Of course, the question still remains of how the solar wind plasma enters the Earth’s magnetic field if such a shielding effect exists. You may have noticed in Figure 1 that there are gaps in the shield that the Earth’s dipole magnetic field presents to the solar wind; these are called the cusps, and at these locations the magnetic field connects to the solar wind. Here, plasma can travel along magnetic field lines and impact us on Earth.

But there’s also a more interesting phenomenon occurring – on a small enough scale (i.e. the very thin boundaries between two magnetic domains) the assumptions behind the frozen-in theorem break down, and then we start to see one of the processes that make the magnetosphere such a complex, fascinating and dynamic system to study. Say we have two regions of plasma with opposing orientation of the magnetic field. Then in a middle area these opposing field lines will suddenly snap to a new configuration, allowing them to peel off and away from this tightly packed central region. Figure 2 illustrates this process – you can see that after pushing red and blue field lines together, they suddenly jump to a new configuration.
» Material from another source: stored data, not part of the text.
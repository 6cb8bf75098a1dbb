// Copyright 2025 the Servicemap Authors
// SPDX-License-Identifier: Apache-2.0 OR MIT

//! Vertex-mean centroids.

use serde_json::Value;

use crate::bounds::LngLat;
use crate::error::GeoError;
use crate::geojson::{GeoJson, Geometry};

/// Mean of every vertex in `data`.
///
/// The closing vertex of polygon rings is not counted twice. This is not an
/// area centroid; it is only used to pick a camera center, where a vertex mean
/// is good enough and cheap.
///
/// Returns [`GeoError::NoCoordinates`] when no position can be read.
pub fn centroid(data: &GeoJson) -> Result<LngLat, GeoError> {
    let mut acc = Mean::default();
    for feature in data.features() {
        if let Some(geometry) = &feature.geometry {
            acc.add_geometry(geometry);
        }
    }
    acc.finish()
}

#[derive(Default)]
struct Mean {
    lng: f64,
    lat: f64,
    n: usize,
}

impl Mean {
    fn add_geometry(&mut self, geometry: &Geometry) {
        let closed = matches!(geometry.kind.as_str(), "Polygon" | "MultiPolygon");
        self.add_coordinates(&geometry.coordinates, closed);
        for member in &geometry.geometries {
            self.add_geometry(member);
        }
    }

    fn add_coordinates(&mut self, coords: &Value, closed: bool) {
        if let Some(p) = LngLat::from_value(coords) {
            self.push(p);
            return;
        }
        let Value::Array(items) = coords else {
            return;
        };
        let run: Vec<LngLat> = items.iter().filter_map(LngLat::from_value).collect();
        if run.is_empty() {
            for item in items {
                self.add_coordinates(item, closed);
            }
            return;
        }
        let take = if closed && run.len() > 1 && run.first() == run.last() {
            run.len() - 1
        } else {
            run.len()
        };
        for p in &run[..take] {
            self.push(*p);
        }
    }

    fn push(&mut self, p: LngLat) {
        self.lng += p.lng;
        self.lat += p.lat;
        self.n += 1;
    }

    #[allow(
        clippy::cast_precision_loss,
        reason = "Vertex counts are far below 2^52."
    )]
    fn finish(self) -> Result<LngLat, GeoError> {
        if self.n == 0 {
            return Err(GeoError::NoCoordinates);
        }
        let n = self.n as f64;
        Ok(LngLat::new(self.lng / n, self.lat / n))
    }
}
// Copyright 2025 the Servicemap Authors
// SPDX-License-Identifier: Apache-2.0 OR MIT

//! Two-phase readiness published as a one-shot event.

use std::sync::Arc;

use tokio::sync::watch;

/// Readiness of a mounted map.
///
/// Sources and layers may only be mutated once both `loaded` and
/// `style_loaded` hold. `torn_down` is terminal.
#[derive(Clone, Copy, Debug, Default, PartialEq, Eq)]
pub struct Readiness {
    /// Base assets are ready.
    pub loaded: bool,
    /// The style is ready; sources and layers may be mutated.
    pub style_loaded: bool,
    /// The map was torn down. No further mutation will ever succeed.
    pub torn_down: bool,
}

impl Readiness {
    /// Both phases reported and not torn down.
    pub fn is_ready(&self) -> bool {
        self.loaded && self.style_loaded && !self.torn_down
    }
}

/// Shared handle for reporting and observing [`Readiness`].
///
/// Hosts clone this to report the engine's `load` and `style.load` events;
/// anything that needs to wait calls [`ReadinessSignal::subscribe`]. All clones
/// publish to the same channel.
#[derive(Clone, Debug)]
pub struct ReadinessSignal {
    tx: Arc<watch::Sender<Readiness>>,
}

impl Default for ReadinessSignal {
    fn default() -> Self {
        Self::new()
    }
}

impl ReadinessSignal {
    /// A fresh signal with nothing reported yet.
    pub fn new() -> Self {
        let (tx, _rx) = watch::channel(Readiness::default());
        Self { tx: Arc::new(tx) }
    }

    /// Report the engine's `load` event. Ignored after teardown.
    pub fn mark_loaded(&self) {
        self.tx.send_if_modified(|r| {
            let changed = !r.torn_down && !r.loaded;
            if changed {
                r.loaded = true;
            }
            changed
        });
    }

    /// Report the engine's `style.load` event. Ignored after teardown.
    pub fn mark_style_loaded(&self) {
        self.tx.send_if_modified(|r| {
            let changed = !r.torn_down && !r.style_loaded;
            if changed {
                r.style_loaded = true;
            }
            changed
        });
    }

    pub(crate) fn mark_torn_down(&self) {
        self.tx.send_modify(|r| {
            r.loaded = false;
            r.style_loaded = false;
            r.torn_down = true;
        });
    }

    /// Current readiness.
    pub fn current(&self) -> Readiness {
        *self.tx.borrow()
    }

    /// Subscribe to readiness changes.
    pub fn subscribe(&self) -> watch::Receiver<Readiness> {
        self.tx.subscribe()
    }
}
As well as changing the topology of the magnetic field, the plasma at the centre is energised and accelerated, shooting off along the magnetic field lines. Of course even this is a simplification; the whole process is somewhat more messy in reality and I for one don’t really understand how the field can suddenly “snap” to a new configuration.

reconnection
Figure 2: Magnetic reconnection. Two magnetic domains of opposing orientation can undergo a process where the field line configuration suddenly resets. Instead of two distinct magnetic domains, some field lines are suddenly connected to both, and shoot outwards and away, as does the energised plasma.
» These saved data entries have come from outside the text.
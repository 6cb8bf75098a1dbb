// Copyright 2025 the Servicemap Authors
// SPDX-License-Identifier: Apache-2.0 OR MIT

use std::time::Duration;

use serde::{Deserialize, Serialize};
use servicemap_geo::LngLat;
use servicemap_render::{FitOptions, MapOptions, MapStyle};

use crate::error::SessionError;

/// How long to wait for the map to become ready.
///
/// Each attempt waits for the next readiness change, bounded by the current
/// interval. The interval grows by `backoff_factor` up to `max_interval_ms`.
#[derive(Clone, Debug, PartialEq, Serialize, Deserialize)]
#[serde(default)]
pub struct ReadinessPolicy {
    /// First interval.
    pub poll_interval_ms: u64,
    /// Growth per attempt.
    pub backoff_factor: f64,
    /// Interval cap.
    pub max_interval_ms: u64,
    /// Attempts before giving up.
    pub max_attempts: u32,
}

impl Default for ReadinessPolicy {
    fn default() -> Self {
        Self {
            poll_interval_ms: 100,
            backoff_factor: 1.5,
            max_interval_ms: 1000,
            max_attempts: 20,
        }
    }
}

impl ReadinessPolicy {
    /// Interval before attempt `attempt`, counting from 1.
    #[allow(
        clippy::cast_possible_truncation,
        reason = "The interval is clamped to at most max_interval_ms before conversion."
    )]
    pub fn interval(&self, attempt: u32) -> Duration {
        let exponent = i32::try_from(attempt.saturating_sub(1)).unwrap_or(i32::MAX);
        let grown = self.poll_interval_ms as f64 * self.backoff_factor.max(1.0).powi(exponent);
        let capped = grown.min(self.max_interval_ms as f64).max(1.0);
        Duration::from_millis(capped.round() as u64)
    }
}

/// How often a failed city is retried.
#[derive(Clone, Debug, PartialEq, Eq, Serialize, Deserialize)]
#[serde(default)]
pub struct RetryPolicy {
    /// Attempts in total, including the first.
    pub max_attempts: u32,
    /// Delay after the first failure.
    pub delay_ms: u64,
    /// Added to the delay after each further failure.
    pub step_ms: u64,
}

impl Default for RetryPolicy {
    fn default() -> Self {
        Self {
            max_attempts: 3,
            delay_ms: 200,
            step_ms: 100,
        }
    }
}

impl RetryPolicy {
    /// Delay after failed attempt `attempt`, counting from 1.
    pub fn delay(&self, attempt: u32) -> Duration {
        let extra = self.step_ms.saturating_mul(u64::from(attempt.saturating_sub(1)));
        Duration::from_millis(self.delay_ms.saturating_add(extra))
    }
}

/// Map configuration.
///
/// Every field has a default, so `{}` is a valid config.
#[derive(Clone, Debug, PartialEq, Serialize, Deserialize)]
#[serde(default)]
pub struct MapConfig {
    /// Basemap.
    pub style: MapStyle,
    /// Initial centre, `{"lng": .., "lat": ..}`.
    pub center: LngLat,
    /// Initial zoom.
    pub zoom: f64,
    /// Whether pan/zoom gestures are enabled.
    pub interactive: bool,
    /// Zoom used when recentring on a searched city.
    pub city_zoom: f64,
    /// Camera fit options.
    pub fit: FitOptions,
    /// Readiness waiting.
    pub readiness: ReadinessPolicy,
    /// Retries for a city whose layers failed.
    pub layer_retry: RetryPolicy,
    /// Pause between recentring on a city and fitting its bounds.
    pub fit_delay_ms: u64,
    /// Pause between adding a neighbouring city and changing the selected
    /// code, so its polygons are on screen first.
    pub suburban_settle_ms: u64,
}

impl Default for MapConfig {
    fn default() -> Self {
        Self {
            style: MapStyle::default(),
            center: LngLat::new(-98.5795, 39.8283),
            zoom: 4.0,
            interactive: true,
            city_zoom: 11.0,
            fit: FitOptions::default(),
            readiness: ReadinessPolicy::default(),
            layer_retry: RetryPolicy::default(),
            fit_delay_ms: 100,
            suburban_settle_ms: 2000,
        }
    }
}

impl MapConfig {
    /// Parse a JSON config.
    pub fn from_json_str(json: &str) -> Result<Self, SessionError> {
        Ok(serde_json::from_str(json)?)
    }

    /// Engine options for a map mounted in `container`.
    pub fn map_options(&self, container: &str) -> MapOptions {
        MapOptions {
            container: container.to_owned(),
            style: self.style.clone(),
            center: self.center,
            zoom: self.zoom,
            interactive: self.interactive,
        }
    }

    /// [`MapConfig::fit_delay_ms`] as a duration.
    pub fn fit_delay(&self) -> Duration {
        Duration::from_millis(self.fit_delay_ms)
    }

    /// [`MapConfig::suburban_settle_ms`] as a duration.
    pub fn suburban_settle(&self) -> Duration {
        Duration::from_millis(self.suburban_settle_ms)
    }
}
In the Earth’s magnetosphere there are two main regions where this process is important (Figure 3). Firstly, at the nose of the magnetosphere. The dynamic pressure of the solar wind is compressing the solar wind plasma against the magnetospheric plasma, and when the interplanetary magnetic field is orientated downwards (i.e. opposite to the Earth’s dipole – about half the time) this reconnection can happen. At this point field lines that were solely connected to the Earth or in the solar wind are now connected to both, and plasma can flow along them.

magnetosphere_reconnection_sites
Figure 3: There are two main areas where reconnection happens in Earth’s magnetosphere. Opposing field lines can reconnect, allowing a continual dynamic cycle (the Dungey cycle) of field lines around the magnetosphere. Plasma can travel along these magnetic field lines freely. Credits: NASA/MMS (image) and NASA/Goddard Space Flight Center- Conceptual Image Lab (video)

Then, as the solar wind continues to rush outwards from the Sun, it drags these field lines along with it, past the Earth and into the tail of the magnetosphere. Eventually the build-up of these field lines reaches a critical point in the tail, and boom! Reconnection happens once more. You get a blast of energised plasma shooting along the magnetic field (this gives us the aurora) and the topology has rearranged to separate the magnetic fields of the Earth and solar wind; once more, they are distinct. These dipole field lines move around to the front of the Earth again, to begin this dramatic cycle once more.

Working out when and how these kind of processes take place is still an active area of research, let alone understanding exactly what we expect this new plasma to do when it arrives. If it doesn’t give us a beautiful show of the aurora, will it bounce around the radiation belts, trapped in the stronger magnetic fields near the Earth? Or if it’s not so high energy as that, will it settle in the cooler plasmasphere, to rotate with the Earth and be shaped as the magnetic field is distorted by solar wind variations? Right now I look out my window at a peaceful sunny day and find it incredible that such complicated and dynamic processes are continually happening so (relatively) nearby. It certainly makes space physics an interesting area of research.